* **About this task**:
Exactly as they appear, restate the lines of the material, from the first through the one containing "use super::prompt::confirm;".

──────── Dataset ────────

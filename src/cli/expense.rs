//! Expense CLI commands
//!
//! Submission (optionally pre-filled from a receipt image), listing,
//! inspection, editing and deletion of expenses.

use std::path::PathBuf;

use chrono::Local;
use clap::Subcommand;

use crate::config::settings::Settings;
use crate::display::{format_expense_details, format_expense_table};
use crate::error::VyapaarResult;
use crate::models::{Expense, ExpenseDraft, PaymentMethod, Receipt};
use crate::services::classify::{classifier_from_settings, prefill_draft, ReceiptImage};
use crate::services::{ExpenseLedger, SessionContext, View};
use crate::storage::Storage;

use super::prompt::confirm;
use super::{parse_amount, parse_date};

/// Expense subcommands
#[derive(Subcommand)]
pub enum ExpenseCommands {
    /// Submit a new expense for review
    Submit {
        /// Amount in rupees (e.g., "450" or "1,234.50")
        #[arg(short, long)]
        amount: Option<String>,
        /// Merchant or vendor name
        #[arg(short, long)]
        merchant: Option<String>,
        /// Expense date (YYYY-MM-DD, default today)
        #[arg(short, long)]
        date: Option<String>,
        /// Business unit (default: first configured unit)
        #[arg(short, long)]
        business: Option<String>,
        /// Category (default: first configured category)
        #[arg(short, long)]
        category: Option<String>,
        /// Payment method (upi, cash, bank, card, other)
        #[arg(short, long)]
        payment: Option<PaymentMethod>,
        /// Description
        #[arg(long)]
        description: Option<String>,
        /// UPI or bank reference number
        #[arg(long)]
        reference: Option<String>,
        /// Receipt image to attach and auto-scan
        #[arg(long, conflicts_with = "receipt_url")]
        receipt: Option<PathBuf>,
        /// Link to a receipt hosted elsewhere
        #[arg(long)]
        receipt_url: Option<String>,
    },

    /// List all expenses, most recent first
    List {
        /// Show only the first N expenses
        #[arg(short = 'n', long)]
        limit: Option<usize>,
    },

    /// Show expense details
    Show {
        /// Expense ID (or unique prefix)
        id: String,
    },

    /// Edit an expense
    Edit {
        /// Expense ID (or unique prefix)
        id: String,
        #[arg(short, long)]
        amount: Option<String>,
        #[arg(short, long)]
        merchant: Option<String>,
        #[arg(short, long)]
        date: Option<String>,
        #[arg(short, long)]
        business: Option<String>,
        #[arg(short, long)]
        category: Option<String>,
        #[arg(short, long)]
        payment: Option<PaymentMethod>,
        #[arg(long)]
        description: Option<String>,
        /// New reference number (empty to clear)
        #[arg(long)]
        reference: Option<String>,
        /// Review note (empty to clear)
        #[arg(long)]
        note: Option<String>,
    },

    /// Delete an expense permanently
    Delete {
        /// Expense ID (or unique prefix)
        id: String,
        /// Skip confirmation prompt
        #[arg(short, long)]
        yes: bool,
    },
}

/// Handle an expense command
pub fn handle_expense_command(
    storage: &Storage,
    settings: &Settings,
    cmd: ExpenseCommands,
) -> VyapaarResult<()> {
    let session = SessionContext::restore(storage)?;
    let mut ledger = ExpenseLedger::open(storage)?;
    let symbol = settings.currency_symbol.as_str();

    match cmd {
        ExpenseCommands::Submit {
            amount,
            merchant,
            date,
            business,
            category,
            payment,
            description,
            reference,
            receipt,
            receipt_url,
        } => {
            let user = session.authorize(View::NewEntry)?;
            let today = Local::now().date_naive();
            let taxonomy = ledger.taxonomy();
            let mut draft =
                ExpenseDraft::new(today, taxonomy.business_units, taxonomy.categories);

            if let Some(path) = receipt {
                let image = ReceiptImage::from_path(&path)?;
                let classifier = classifier_from_settings(settings, today);
                if let Some(advisory) =
                    prefill_draft(classifier.as_ref(), &image, taxonomy, &mut draft)
                {
                    eprintln!("{}", advisory);
                }
                draft.receipt = Some(image.to_receipt());
            }
            if let Some(url) = receipt_url {
                draft.receipt = Some(Receipt::Url(url));
            }

            if let Some(amount) = amount {
                draft.amount = parse_amount(&amount)?;
            }
            if let Some(merchant) = merchant {
                draft.merchant = merchant;
            }
            if let Some(date) = date {
                draft.date = parse_date(&date)?;
            }
            if let Some(business) = business {
                draft.business_unit = business;
            }
            if let Some(category) = category {
                draft.category = category;
            }
            if let Some(payment) = payment {
                draft.payment_method = payment;
            }
            if let Some(description) = description {
                draft.description = description;
            }
            if let Some(reference) = reference {
                draft.reference_number = Some(reference);
            }

            let expense = ledger.submit(draft, user.as_submitter())?;
            println!("Expense submitted for review.");
            print!("{}", format_expense_details(&expense, symbol));
        }

        ExpenseCommands::List { limit } => {
            session.authorize(View::Reports)?;
            let rows: Vec<&Expense> = ledger
                .expenses()
                .iter()
                .take(limit.unwrap_or(usize::MAX))
                .collect();
            println!("{}", format_expense_table(&rows, symbol));
        }

        ExpenseCommands::Show { id } => {
            session.authorize(View::Reports)?;
            let expense = ledger.resolve(&id)?;
            print!("{}", format_expense_details(expense, symbol));
        }

        ExpenseCommands::Edit {
            id,
            amount,
            merchant,
            date,
            business,
            category,
            payment,
            description,
            reference,
            note,
        } => {
            session.authorize(View::Reports)?;
            let mut expense = ledger.resolve(&id)?.clone();

            if let Some(amount) = amount {
                expense.amount = parse_amount(&amount)?;
            }
            if let Some(merchant) = merchant {
                expense.merchant = merchant;
            }
            if let Some(date) = date {
                expense.date = parse_date(&date)?;
            }
            if let Some(business) = business {
                expense.business_unit = business;
            }
            if let Some(category) = category {
                expense.category = category;
            }
            if let Some(payment) = payment {
                expense.payment_method = payment;
            }
            if let Some(description) = description {
                expense.description = description;
            }
            if let Some(reference) = reference {
                expense.reference_number = Some(reference).filter(|r| !r.trim().is_empty());
            }
            if let Some(note) = note {
                expense.review_note = Some(note).filter(|n| !n.trim().is_empty());
            }

            ledger.edit(expense.clone())?;
            println!("Updated expense {}", expense.id);
            print!("{}", format_expense_details(&expense, symbol));
        }

        ExpenseCommands::Delete { id, yes } => {
            session.authorize(View::Reports)?;
            let expense = ledger.resolve(&id)?;
            let id = expense.id.clone();
            let prompt = format!(
                "Delete {} at {} ({})? This cannot be undone",
                expense.amount.format_with_symbol(symbol),
                expense.merchant,
                expense.date.format("%Y-%m-%d")
            );

            if !confirm(&prompt, yes)? {
                println!("Cancelled.");
                return Ok(());
            }
            let removed = ledger.delete(&id)?;
            println!("Deleted expense {} ({})", removed.id, removed.merchant);
        }
    }

    Ok(())
}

────────

* **Written response**:
filename src/cli/expense.rs
//! Expense CLI commands
//!
//! Submission (optionally pre-filled from a receipt image), listing,
//! inspection, editing and deletion of expenses.

use std::path::PathBuf;

use chrono::Local;
use clap::Subcommand;

use crate::config::settings::Settings;
use crate::display::{format_expense_details, format_expense_table};
use crate::error::VyapaarResult;
use crate::models::{Expense, ExpenseDraft, PaymentMethod, Receipt};
use crate::services::classify::{classifier_from_settings, prefill_draft, ReceiptImage};
use crate::services::{ExpenseLedger, SessionContext, View};
use crate::storage::Storage;

use super::prompt::confirm;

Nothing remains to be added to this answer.